Other Diagnostic Studies
- [Disease name] may also be diagnosed using [diagnostic study name].
- Findings on [diagnostic study name] include [finding 1], [finding 2], and [finding 3].
Treatment
Medical Therapy
Prophylaxis and Treatment of NTM Disease
- For the treatment of MAC pulmonary disease in most patients with nodular/bronchiectatic disease, a three-times-weekly regimen of clarithromycin (1,000 mg) or azithromycin (500 mg), rifampin (600 mg), and ethambutol (25 mg/kg) are recommended. For patients with cavitary MAC lung disease or severe nodular/bronchiectatic disease, a daily regimen of clarithromycin (500–1,000 mg) or azithromycin (250 mg), rifampin (600 mg) or rifabutin (150–300 mg), and ethambutol (15 mg/kg) with consideration of three-times-weekly amikacin or streptomycin early in therapy is recommended.
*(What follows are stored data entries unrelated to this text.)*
impl<'a, L: LengthField> SubrecordReader<'a, L> {
    /// Read subrecords from a bounded payload reader.
    pub fn new(reader: BinaryReader<'a>) -> Self {
        Self {
            reader,
            _length: PhantomData,
        }
    }

    /// Absolute offset of the next subrecord.
    #[inline]
    pub fn offset(&self) -> usize {
        self.reader.offset()
    }

    /// Bytes consumed so far.
    #[inline]
    pub fn consumed(&self) -> usize {
        self.reader.position()
    }

    /// Whether the whole payload has been consumed.
    #[inline]
    pub fn is_empty(&self) -> bool {
        self.reader.is_empty()
    }

    /// Tag of the next subrecord, without consuming it.
    pub fn peek_tag(&self) -> Result<Tag> {
        Ok(self.reader.peek_tag()?)
    }

    fn read_header(&mut self) -> Result<(Tag, usize, usize)> {
        let offset = self.reader.offset();
        let tag = self.reader.read_tag()?;
        let length = L::read_length(&mut self.reader)?;
        Ok((tag, length, offset))
    }

    fn read_payload(&mut self, tag: Tag, length: usize, offset: usize) -> Result<Subrecord<'a>> {
        let data = self.reader.read_bytes(length)?;
        Ok(Subrecord {
            tag,
            data,
            offset,
            header_size: L::HEADER_SIZE,
        })
    }

    /// Read the next subrecord, whatever its tag.
    pub fn read_subrecord(&mut self) -> Result<Subrecord<'a>> {
        let (tag, length, offset) = self.read_header()?;
        self.read_payload(tag, length, offset)
    }

    /// Read the next subrecord, which must carry `tag`.
    pub fn read_expected(&mut self, tag: Tag) -> Result<Subrecord<'a>> {
        let (found, length, offset) = self.read_header()?;
        if found != tag {
            return Err(Error::expected_tag(offset, tag, found));
        }
        self.read_payload(found, length, offset)
    }

    /// Read the next subrecord, rejecting a declared length above `limit`
    /// before the payload is touched.
    pub fn read_limited(&mut self, limit: StringLimit) -> Result<Subrecord<'a>> {
        let (tag, length, offset) = self.read_header()?;
        check_limit(tag, length, offset, limit)?;
        self.read_payload(tag, length, offset)
    }

    /// Read the next subrecord as a string, enforcing `limit` before the
    /// payload is touched.
    pub fn read_string(&mut self, limit: StringLimit) -> Result<(Tag, String)> {
        let sub = self.read_limited(limit)?;
        Ok((sub.tag, sub.text()))
    }

    /// Read the next subrecord as a string; it must carry `tag`.
    pub fn read_string_expected(&mut self, tag: Tag, limit: StringLimit) -> Result<String> {
        let (found, length, offset) = self.read_header()?;
        if found != tag {
            return Err(Error::expected_tag(offset, tag, found));
        }
        check_limit(tag, length, offset, limit)?;
        Ok(self.read_payload(found, length, offset)?.text())
    }

    /// Read the next subrecord, which must carry `tag` and be exactly `len` bytes.
    pub fn read_fixed(&mut self, tag: Tag, len: usize) -> Result<BinaryReader<'a>> {
        self.read_expected(tag)?.fixed(len)
    }

    /// Confirm the payload was consumed exactly.
    pub fn finish(&self, record: Tag, record_offset: usize) -> Result<()> {
        if !self.reader.is_empty() {
            return Err(Error::SizeMismatch {
                offset: record_offset,
                tag: record,
                declared: self.reader.len(),
                consumed: self.reader.position(),
            });
        }
        Ok(())
    }
}

impl<'a, L: LengthField> Iterator for SubrecordReader<'a, L> {
    type Item = Result<Subrecord<'a>>;

    fn next(&mut self) -> Option<Self::Item> {
        if self.reader.is_empty() {
            return None;
        }
        let item = self.read_subrecord();
        if item.is_err() {
            // Position is unspecified after a failure; stop iterating.
            self.reader = BinaryReader::with_base(&[], self.reader.offset());
        }
        Some(item)
    }
}

#[cfg(test)]
mod tests {
    use super::*;

    fn wide(data: &[u8]) -> SubrecordReader<'_, Wide> {
        SubrecordReader::new(BinaryReader::new(data))
    }

    #[test]
    fn test_read_wide_subrecord() {
        let data = b"NAME\x06\0\0\0Vivec\0FLAG\x04\0\0\0\x01\0\0\0";
        let mut reader = wide(data);

        let name = reader.read_subrecord().unwrap();
        assert_eq!(name.tag, Tag::new(b"NAME"));
        assert_eq!(name.text(), "Vivec");
        assert_eq!(reader.consumed(), 14);

        let mut flag = reader.read_fixed(Tag::new(b"FLAG"), 4).unwrap();
        assert_eq!(flag.read_u32().unwrap(), 1);
        assert!(reader.is_empty());
    }

    #[test]
    fn test_read_narrow_subrecord() {
        let data = b"EDID\x04\0Foo\0";
        let mut reader: SubrecordReader<'_, Narrow> = SubrecordReader::new(BinaryReader::new(data));

        let text = reader
            .read_string_expected(Tag::new(b"EDID"), StringLimit::Short)
            .unwrap();
        assert_eq!(text, "Foo");
        assert_eq!(reader.consumed(), 6 + 4);
    }

    #[test]
    fn test_write_narrow_subrecord() {
        let mut out = Vec::new();
        Narrow::write_string(&mut out, Tag::new(b"EDID"), "Foo").unwrap();
        assert_eq!(out, b"EDID\x04\0Foo\0");
        assert_eq!(Narrow::size_of_string("Foo"), out.len());

        let too_big = vec![0u8; 70_000];
        assert!(Narrow::write(&mut Vec::new(), Tag::new(b"DATA"), &too_big).is_err());
        assert!(Wide::write(&mut Vec::new(), Tag::new(b"DATA"), &too_big).is_ok());
    }

    #[test]
    fn test_string_length_includes_terminator() {
        let mut out = Vec::new();
        Wide::write_string(&mut out, Tag::new(b"RNAM"), "Breton").unwrap();
        assert_eq!(out, b"RNAM\x07\0\0\0Breton\0");
        assert_eq!(Wide::size_of_string("Breton"), 15);
    }

    #[test]
    fn test_truncated_tag() {
        let mut reader = wide(b"NAM");
        assert!(matches!(reader.read_subrecord(), Err(Error::Truncated { .. })));
    }

    #[test]
    fn test_truncated_length() {
        let mut reader = wide(b"NAME\x05\0");
        assert!(matches!(reader.read_subrecord(), Err(Error::Truncated { .. })));
    }

    #[test]
    fn test_truncated_payload() {
        let mut reader = wide(b"NAME\x10\0\0\0short\0");
        match reader.read_subrecord() {
            Err(Error::Truncated {
                offset,
                needed,
                available,
            }) => {
                assert_eq!(offset, 8);
                assert_eq!(needed, 16);
                assert_eq!(available, 6);
            }
            other => panic!("expected Truncated, got {:?}", other),
        }
    }

    #[test]
    fn test_oversized_string_is_rejected_before_payload() {
        // Declared length is over the limit and the payload is absent.
        let mut reader = wide(b"NAME\x10\x01\0\0");
        match reader.read_string(StringLimit::Short) {
            Err(Error::OversizedField { length, limit, .. }) => {
                assert_eq!(length, 0x110);
                assert_eq!(limit, 255);
            }
            other => panic!("expected OversizedField, got {:?}", other),
        }
    }

    #[test]
    fn test_long_limit_allows_511() {
        let mut data = b"STRV\xFF\x01\0\0".to_vec();
        data.extend(std::iter::repeat(b'a').take(510));
        data.push(0);
        let mut reader = wide(&data);
        let (_, text) = reader.read_string(StringLimit::Long).unwrap();
        assert_eq!(text.len(), 510);
    }

    #[test]
    fn test_unexpected_tag() {
        let mut reader = wide(b"FAIL\x01\0\0\0\0");
        match reader.read_expected(Tag::new(b"NAME")) {
            Err(Error::UnexpectedTag {
                offset,
                expected,
                found,
            }) => {
                assert_eq!(offset, 0);
                assert_eq!(expected, "NAME");
                assert_eq!(found, Tag::new(b"FAIL"));
            }
            other => panic!("expected UnexpectedTag, got {:?}", other),
        }
    }

    #[test]
    fn test_fixed_length_mismatch() {
        let mut reader = wide(b"FLAG\x02\0\0\0\x01\0");
        assert!(matches!(
            reader.read_fixed(Tag::new(b"FLAG"), 4),
            Err(Error::InvalidLength { actual: 2, .. })
        ));
    }

    #[test]
    fn test_iterator_stops_after_error() {
        let data = b"NAME\x02\0\0\0a\0XXXX\xFF\0\0\0";
        let items: Vec<_> = wide(data).collect();
        assert_eq!(items.len(), 2);
        assert!(items[0].is_ok());
        assert!(items[1].is_err());
    }

    #[test]
    fn test_finish_reports_leftover() {
        let data = b"NAME\x02\0\0\0a\0\0\0";
        let mut reader = wide(data);
        reader.read_subrecord().unwrap();
        assert!(matches!(
            reader.finish(Tag::new(b"STAT"), 0),
            Err(Error::SizeMismatch {
                declared: 12,
                consumed: 10,
                ..
            })
        ));
    }
}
Patients should be treated until culture negative on therapy for 1 year.
- Treatment of disseminated MAC disease: Therapy should include clarithromycin (1,000 mg/d) or azithromycin (250 mg/d) and ethambutol (15 mg/kg/d) with or without rifabutin (150–350 mg/d). Therapy can be discontinued with resolution of symptoms and reconstitution of cell-mediated immune function.
- Prophylaxis of disseminated MAC disease: Prophylaxis should be given to adults with acquired immunodeficiency syndrome (AIDS) with CD4+ T-lymphocyte counts less than 50 cells/μl. Azithromycin 1,200 mg/week or clarithromycin 1,000 mg/day have proven efficacy. Rifabutin 300 mg/day is also effective but less well tolerated.
- Treatment of M.kansasii pulmonary disease. A regimen of daily isoniazid (300 mg/d), rifampin (600 mg/d), and ethambutol (15 mg/kg/d). Patients should be treated until culture negative on therapy for 1 year.
- Treatment of M.abscessus pulmonary disease. There are no drug regimens of proven or predictable efficacy for treatment of M.abscessus lung disease. Multidrug regimens that include clarithromycin 1,000 mg/day may cause symptomatic improvement and disease regression. Surgical resection of the localized disease combined with multidrug clarithromycin-based therapy offers the best chance for cure of this disease.
- Treatment of nonpulmonary disease caused by RGM (M.abscessus, M.chelonae, M.fortuitum). The treatment regimen for these organisms is based on in vitro susceptibilities. For M.abscessus disease, a macrolide-based regimen is frequently used. Surgical debridement may also be an important element of successful therapy.
- Treatment of NTM cervical lymphadenitis. NTM cervical lymphadenitis is due to MAC in the majority of cases and treated primarily by surgical excision, with a greater than 90% cure rate. A macrolide-based regimen should be considered for patients with extensive MAC lymphadenitis or poor response to surgical therapy.
Surgery
- Surgical resection in conjunction with multidrug clarithromycin-based therapy is the most common approach to the treatment of localized M.abscessus lung disease.
Prevention
- Effective measures for the primary prevention of NTM pulmonary disease include avoidance of exposure to NTM rich environments such as soil and water. Some experts believe that decreasing exposure to NTM organisms may be helpful preventive methods.